Collected data entries:
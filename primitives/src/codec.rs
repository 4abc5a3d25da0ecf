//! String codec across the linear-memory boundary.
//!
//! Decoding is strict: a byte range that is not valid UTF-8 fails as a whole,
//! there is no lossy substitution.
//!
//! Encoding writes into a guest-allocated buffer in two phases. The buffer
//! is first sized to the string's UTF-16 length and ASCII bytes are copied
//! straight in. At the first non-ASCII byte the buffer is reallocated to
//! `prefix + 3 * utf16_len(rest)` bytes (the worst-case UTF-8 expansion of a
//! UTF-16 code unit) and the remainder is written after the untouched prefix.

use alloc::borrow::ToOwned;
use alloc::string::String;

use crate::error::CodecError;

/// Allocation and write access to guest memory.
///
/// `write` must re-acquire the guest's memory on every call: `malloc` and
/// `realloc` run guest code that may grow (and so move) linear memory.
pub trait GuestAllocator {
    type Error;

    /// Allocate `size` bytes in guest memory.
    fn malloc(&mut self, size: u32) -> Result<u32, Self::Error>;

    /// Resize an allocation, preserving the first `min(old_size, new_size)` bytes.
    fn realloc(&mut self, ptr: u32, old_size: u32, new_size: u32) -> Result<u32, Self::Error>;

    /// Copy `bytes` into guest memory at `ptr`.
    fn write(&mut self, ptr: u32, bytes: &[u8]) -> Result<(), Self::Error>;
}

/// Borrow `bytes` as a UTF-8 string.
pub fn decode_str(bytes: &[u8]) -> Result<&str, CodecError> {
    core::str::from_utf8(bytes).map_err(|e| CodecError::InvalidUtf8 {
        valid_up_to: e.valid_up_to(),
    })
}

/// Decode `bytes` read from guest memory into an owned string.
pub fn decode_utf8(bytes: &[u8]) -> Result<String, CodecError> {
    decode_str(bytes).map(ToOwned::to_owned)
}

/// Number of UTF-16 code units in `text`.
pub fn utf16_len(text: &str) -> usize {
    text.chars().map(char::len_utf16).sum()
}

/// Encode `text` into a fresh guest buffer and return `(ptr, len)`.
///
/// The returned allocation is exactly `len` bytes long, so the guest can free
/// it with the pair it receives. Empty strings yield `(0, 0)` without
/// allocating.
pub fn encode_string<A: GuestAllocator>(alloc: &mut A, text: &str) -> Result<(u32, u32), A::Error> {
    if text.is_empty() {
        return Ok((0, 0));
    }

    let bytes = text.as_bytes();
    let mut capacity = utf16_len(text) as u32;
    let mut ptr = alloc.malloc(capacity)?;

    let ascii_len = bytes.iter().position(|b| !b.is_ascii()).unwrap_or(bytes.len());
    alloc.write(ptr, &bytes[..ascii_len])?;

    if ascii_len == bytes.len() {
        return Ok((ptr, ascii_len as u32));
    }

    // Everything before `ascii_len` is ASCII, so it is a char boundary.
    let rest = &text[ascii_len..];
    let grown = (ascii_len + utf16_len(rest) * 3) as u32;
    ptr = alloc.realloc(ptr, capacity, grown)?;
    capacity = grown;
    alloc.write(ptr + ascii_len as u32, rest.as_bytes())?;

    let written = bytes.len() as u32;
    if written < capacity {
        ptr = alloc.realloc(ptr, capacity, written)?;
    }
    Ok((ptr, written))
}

* * *

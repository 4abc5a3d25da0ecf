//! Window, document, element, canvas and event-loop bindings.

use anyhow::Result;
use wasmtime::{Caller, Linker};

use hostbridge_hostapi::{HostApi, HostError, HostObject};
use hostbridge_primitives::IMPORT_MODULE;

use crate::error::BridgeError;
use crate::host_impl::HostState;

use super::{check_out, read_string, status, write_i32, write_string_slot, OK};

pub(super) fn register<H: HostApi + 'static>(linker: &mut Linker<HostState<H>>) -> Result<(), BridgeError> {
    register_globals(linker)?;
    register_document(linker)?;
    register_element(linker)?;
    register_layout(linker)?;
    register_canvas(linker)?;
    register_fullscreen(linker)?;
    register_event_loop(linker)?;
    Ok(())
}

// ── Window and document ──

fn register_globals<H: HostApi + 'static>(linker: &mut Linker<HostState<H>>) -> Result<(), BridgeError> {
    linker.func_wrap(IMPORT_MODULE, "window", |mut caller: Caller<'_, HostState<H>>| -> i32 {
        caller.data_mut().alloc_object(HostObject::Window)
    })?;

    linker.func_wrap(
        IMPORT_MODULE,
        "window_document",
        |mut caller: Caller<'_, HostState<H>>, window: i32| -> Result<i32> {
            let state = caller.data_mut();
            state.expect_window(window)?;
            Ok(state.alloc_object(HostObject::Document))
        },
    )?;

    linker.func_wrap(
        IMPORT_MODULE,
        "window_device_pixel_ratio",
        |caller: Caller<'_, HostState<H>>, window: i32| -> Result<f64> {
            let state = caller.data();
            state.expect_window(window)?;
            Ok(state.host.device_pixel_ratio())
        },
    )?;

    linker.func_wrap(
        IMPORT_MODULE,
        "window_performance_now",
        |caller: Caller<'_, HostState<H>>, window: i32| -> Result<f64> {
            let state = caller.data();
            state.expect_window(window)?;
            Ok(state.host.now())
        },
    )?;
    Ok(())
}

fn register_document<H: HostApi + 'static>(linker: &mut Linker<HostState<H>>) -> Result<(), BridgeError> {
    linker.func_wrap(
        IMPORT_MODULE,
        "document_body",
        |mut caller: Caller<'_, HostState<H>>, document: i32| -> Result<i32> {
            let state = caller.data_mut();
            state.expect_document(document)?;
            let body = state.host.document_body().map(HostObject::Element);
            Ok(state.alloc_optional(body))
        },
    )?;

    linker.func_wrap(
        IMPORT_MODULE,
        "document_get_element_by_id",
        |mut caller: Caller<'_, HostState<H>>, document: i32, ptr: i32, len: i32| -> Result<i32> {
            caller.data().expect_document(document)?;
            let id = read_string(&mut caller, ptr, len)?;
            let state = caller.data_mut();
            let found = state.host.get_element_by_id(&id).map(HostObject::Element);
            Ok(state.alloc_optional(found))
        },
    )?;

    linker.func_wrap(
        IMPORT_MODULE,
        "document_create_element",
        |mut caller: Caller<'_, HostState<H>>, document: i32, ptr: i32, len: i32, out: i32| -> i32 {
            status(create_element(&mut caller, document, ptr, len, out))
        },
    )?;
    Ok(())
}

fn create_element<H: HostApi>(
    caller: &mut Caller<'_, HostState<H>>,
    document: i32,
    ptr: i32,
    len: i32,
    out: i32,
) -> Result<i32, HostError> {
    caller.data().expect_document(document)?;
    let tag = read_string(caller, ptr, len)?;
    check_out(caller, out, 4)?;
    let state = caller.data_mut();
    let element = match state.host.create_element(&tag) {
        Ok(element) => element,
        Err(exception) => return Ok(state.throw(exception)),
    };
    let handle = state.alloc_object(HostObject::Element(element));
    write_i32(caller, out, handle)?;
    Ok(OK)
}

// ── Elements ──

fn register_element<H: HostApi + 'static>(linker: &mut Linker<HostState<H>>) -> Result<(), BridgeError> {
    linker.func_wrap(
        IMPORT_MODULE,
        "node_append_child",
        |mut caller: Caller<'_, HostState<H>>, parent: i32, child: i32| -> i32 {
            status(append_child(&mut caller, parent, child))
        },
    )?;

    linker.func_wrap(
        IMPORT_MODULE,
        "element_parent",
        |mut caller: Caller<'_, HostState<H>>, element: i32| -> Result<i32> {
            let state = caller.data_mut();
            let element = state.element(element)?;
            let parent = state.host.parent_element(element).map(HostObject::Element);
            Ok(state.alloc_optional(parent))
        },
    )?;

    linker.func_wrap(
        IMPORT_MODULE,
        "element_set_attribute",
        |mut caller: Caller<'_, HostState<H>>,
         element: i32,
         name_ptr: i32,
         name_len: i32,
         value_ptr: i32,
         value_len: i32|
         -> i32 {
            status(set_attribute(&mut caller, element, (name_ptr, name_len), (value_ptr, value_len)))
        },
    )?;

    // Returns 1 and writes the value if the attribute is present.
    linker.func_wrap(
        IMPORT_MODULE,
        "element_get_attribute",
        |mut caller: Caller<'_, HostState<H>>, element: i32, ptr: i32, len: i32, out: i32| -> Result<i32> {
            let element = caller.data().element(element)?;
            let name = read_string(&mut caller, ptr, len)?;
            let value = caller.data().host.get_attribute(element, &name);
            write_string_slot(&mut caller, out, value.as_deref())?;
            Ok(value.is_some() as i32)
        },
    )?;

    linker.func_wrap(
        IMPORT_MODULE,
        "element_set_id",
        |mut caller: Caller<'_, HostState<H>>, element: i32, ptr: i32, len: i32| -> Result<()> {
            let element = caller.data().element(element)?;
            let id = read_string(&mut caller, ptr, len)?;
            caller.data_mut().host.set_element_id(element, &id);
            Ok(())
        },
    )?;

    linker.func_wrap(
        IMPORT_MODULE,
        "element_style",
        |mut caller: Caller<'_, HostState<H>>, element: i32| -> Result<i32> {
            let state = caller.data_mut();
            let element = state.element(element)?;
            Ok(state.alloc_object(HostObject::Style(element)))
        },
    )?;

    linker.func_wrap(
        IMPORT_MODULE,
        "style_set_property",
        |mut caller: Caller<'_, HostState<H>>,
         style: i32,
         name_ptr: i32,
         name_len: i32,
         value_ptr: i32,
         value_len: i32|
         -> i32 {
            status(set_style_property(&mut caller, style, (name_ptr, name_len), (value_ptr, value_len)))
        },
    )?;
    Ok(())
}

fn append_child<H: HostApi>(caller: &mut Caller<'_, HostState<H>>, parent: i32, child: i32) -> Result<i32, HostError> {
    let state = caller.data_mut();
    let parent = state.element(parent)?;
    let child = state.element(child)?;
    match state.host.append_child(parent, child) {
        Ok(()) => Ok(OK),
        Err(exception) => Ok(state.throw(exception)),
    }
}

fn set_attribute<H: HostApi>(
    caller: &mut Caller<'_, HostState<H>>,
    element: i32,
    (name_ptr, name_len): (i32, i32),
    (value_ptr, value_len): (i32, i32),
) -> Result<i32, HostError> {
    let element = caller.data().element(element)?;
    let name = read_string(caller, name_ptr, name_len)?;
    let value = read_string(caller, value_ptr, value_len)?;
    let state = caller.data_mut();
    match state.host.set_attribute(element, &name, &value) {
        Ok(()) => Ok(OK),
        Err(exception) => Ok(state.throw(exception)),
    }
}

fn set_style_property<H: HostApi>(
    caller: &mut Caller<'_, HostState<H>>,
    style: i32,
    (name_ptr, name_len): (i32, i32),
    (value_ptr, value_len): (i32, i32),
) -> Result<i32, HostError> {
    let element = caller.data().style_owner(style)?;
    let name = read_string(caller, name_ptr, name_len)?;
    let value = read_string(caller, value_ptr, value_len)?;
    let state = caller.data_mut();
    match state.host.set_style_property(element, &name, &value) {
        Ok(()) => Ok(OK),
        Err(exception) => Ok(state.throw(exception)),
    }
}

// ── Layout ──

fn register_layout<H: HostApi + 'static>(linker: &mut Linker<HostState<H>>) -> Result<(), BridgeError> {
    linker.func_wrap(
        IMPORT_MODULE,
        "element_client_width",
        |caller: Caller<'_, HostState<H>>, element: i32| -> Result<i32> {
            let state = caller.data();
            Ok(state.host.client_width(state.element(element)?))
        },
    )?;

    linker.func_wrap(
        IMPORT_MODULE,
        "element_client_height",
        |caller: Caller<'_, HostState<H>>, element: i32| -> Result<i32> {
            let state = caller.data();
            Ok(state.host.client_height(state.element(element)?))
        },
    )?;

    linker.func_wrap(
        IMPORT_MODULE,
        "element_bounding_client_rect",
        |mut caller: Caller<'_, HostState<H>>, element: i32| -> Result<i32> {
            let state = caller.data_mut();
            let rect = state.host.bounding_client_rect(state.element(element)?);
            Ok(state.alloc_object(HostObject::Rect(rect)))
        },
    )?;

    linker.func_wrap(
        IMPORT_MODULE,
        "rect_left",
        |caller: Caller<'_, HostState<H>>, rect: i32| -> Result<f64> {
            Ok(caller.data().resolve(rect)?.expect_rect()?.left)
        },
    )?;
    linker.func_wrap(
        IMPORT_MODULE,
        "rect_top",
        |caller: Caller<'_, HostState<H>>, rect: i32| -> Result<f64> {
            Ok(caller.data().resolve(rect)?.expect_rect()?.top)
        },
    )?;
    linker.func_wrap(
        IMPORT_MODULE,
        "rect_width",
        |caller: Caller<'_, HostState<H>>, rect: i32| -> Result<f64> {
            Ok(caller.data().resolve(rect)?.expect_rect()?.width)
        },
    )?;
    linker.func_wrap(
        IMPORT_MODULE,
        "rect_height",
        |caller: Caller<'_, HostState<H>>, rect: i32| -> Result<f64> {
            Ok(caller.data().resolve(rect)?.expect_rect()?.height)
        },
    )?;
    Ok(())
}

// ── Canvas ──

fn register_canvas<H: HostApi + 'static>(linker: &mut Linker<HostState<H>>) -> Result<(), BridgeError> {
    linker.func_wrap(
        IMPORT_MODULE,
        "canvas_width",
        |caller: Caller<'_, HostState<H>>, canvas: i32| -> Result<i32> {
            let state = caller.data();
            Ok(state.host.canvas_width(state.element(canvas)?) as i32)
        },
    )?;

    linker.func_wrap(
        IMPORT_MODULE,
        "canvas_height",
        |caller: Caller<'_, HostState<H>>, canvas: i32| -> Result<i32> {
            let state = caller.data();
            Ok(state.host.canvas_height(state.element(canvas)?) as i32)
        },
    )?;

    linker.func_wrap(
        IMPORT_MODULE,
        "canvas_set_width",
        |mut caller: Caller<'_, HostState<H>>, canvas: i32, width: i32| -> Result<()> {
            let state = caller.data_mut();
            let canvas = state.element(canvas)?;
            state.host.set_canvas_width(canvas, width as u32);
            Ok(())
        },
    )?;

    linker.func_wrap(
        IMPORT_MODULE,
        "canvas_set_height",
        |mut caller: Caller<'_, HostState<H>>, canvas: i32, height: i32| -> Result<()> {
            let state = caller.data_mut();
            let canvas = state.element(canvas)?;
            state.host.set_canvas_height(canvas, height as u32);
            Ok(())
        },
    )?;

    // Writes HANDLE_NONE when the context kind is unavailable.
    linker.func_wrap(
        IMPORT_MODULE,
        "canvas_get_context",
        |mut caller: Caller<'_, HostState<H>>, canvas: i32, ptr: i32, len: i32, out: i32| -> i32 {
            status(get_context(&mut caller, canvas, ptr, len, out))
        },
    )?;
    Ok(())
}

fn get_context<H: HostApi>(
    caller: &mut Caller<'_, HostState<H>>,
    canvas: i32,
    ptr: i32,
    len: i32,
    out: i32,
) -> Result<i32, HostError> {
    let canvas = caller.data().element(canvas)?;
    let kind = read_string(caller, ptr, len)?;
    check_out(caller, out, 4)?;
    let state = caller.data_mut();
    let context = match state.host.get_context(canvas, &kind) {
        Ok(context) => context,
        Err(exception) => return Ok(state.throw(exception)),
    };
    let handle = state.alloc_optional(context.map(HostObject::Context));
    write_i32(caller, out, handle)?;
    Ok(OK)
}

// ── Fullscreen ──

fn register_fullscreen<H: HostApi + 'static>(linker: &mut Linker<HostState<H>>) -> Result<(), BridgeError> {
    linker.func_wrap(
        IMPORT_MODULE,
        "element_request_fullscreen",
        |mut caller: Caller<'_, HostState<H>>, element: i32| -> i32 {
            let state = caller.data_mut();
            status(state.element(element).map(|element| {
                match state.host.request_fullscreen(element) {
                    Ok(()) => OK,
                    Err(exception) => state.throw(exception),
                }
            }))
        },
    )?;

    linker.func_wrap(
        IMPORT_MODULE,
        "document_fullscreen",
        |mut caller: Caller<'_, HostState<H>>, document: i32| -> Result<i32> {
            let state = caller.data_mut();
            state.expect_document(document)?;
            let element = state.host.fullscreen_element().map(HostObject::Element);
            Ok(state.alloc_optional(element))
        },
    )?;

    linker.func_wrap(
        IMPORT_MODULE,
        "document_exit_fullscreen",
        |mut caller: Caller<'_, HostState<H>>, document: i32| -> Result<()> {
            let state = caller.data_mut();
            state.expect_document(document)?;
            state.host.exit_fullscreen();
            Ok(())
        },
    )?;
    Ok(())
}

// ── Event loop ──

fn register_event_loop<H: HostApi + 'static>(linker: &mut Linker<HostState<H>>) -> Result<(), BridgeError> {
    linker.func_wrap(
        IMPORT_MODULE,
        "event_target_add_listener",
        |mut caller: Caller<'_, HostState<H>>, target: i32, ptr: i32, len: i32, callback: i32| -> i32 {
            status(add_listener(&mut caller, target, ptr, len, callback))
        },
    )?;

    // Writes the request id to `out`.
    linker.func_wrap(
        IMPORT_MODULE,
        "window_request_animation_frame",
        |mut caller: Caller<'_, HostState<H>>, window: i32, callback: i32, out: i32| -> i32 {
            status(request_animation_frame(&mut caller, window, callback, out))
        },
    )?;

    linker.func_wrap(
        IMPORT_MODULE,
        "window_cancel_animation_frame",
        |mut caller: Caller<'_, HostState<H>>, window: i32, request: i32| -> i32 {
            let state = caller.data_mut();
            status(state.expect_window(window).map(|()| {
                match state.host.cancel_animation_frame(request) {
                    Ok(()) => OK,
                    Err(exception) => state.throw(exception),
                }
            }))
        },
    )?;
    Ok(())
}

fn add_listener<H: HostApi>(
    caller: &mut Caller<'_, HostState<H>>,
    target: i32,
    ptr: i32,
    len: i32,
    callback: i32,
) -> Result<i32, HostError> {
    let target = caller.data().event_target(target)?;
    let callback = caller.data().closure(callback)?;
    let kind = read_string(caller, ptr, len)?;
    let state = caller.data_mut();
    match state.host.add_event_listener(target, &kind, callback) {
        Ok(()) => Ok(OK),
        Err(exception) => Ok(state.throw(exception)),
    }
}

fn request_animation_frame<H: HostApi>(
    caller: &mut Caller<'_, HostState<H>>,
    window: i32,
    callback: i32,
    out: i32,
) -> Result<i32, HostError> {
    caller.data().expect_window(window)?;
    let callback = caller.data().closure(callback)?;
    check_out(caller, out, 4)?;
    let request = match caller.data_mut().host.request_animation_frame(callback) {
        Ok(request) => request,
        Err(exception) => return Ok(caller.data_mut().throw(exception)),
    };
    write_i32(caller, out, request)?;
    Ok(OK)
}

__Exercise details__
Would you please repeat exactly the lines above, starting at the line with "no lossy substitution." and stopping at the line with "must re-acquire the", both included?

__Worked solution__
//! there is no lossy substitution.
//!
//! Encoding writes into a guest-allocated buffer in two phases. The buffer
//! is first sized to the string's UTF-16 length and ASCII bytes are copied
//! straight in. At the first non-ASCII byte the buffer is reallocated to
//! `prefix + 3 * utf16_len(rest)` bytes (the worst-case UTF-8 expansion of a
//! UTF-16 code unit) and the remainder is written after the untouched prefix.

use alloc::borrow::ToOwned;
use alloc::string::String;

use crate::error::CodecError;

/// Allocation and write access to guest memory.
///
/// `write` must re-acquire the guest's memory on every call: `malloc` and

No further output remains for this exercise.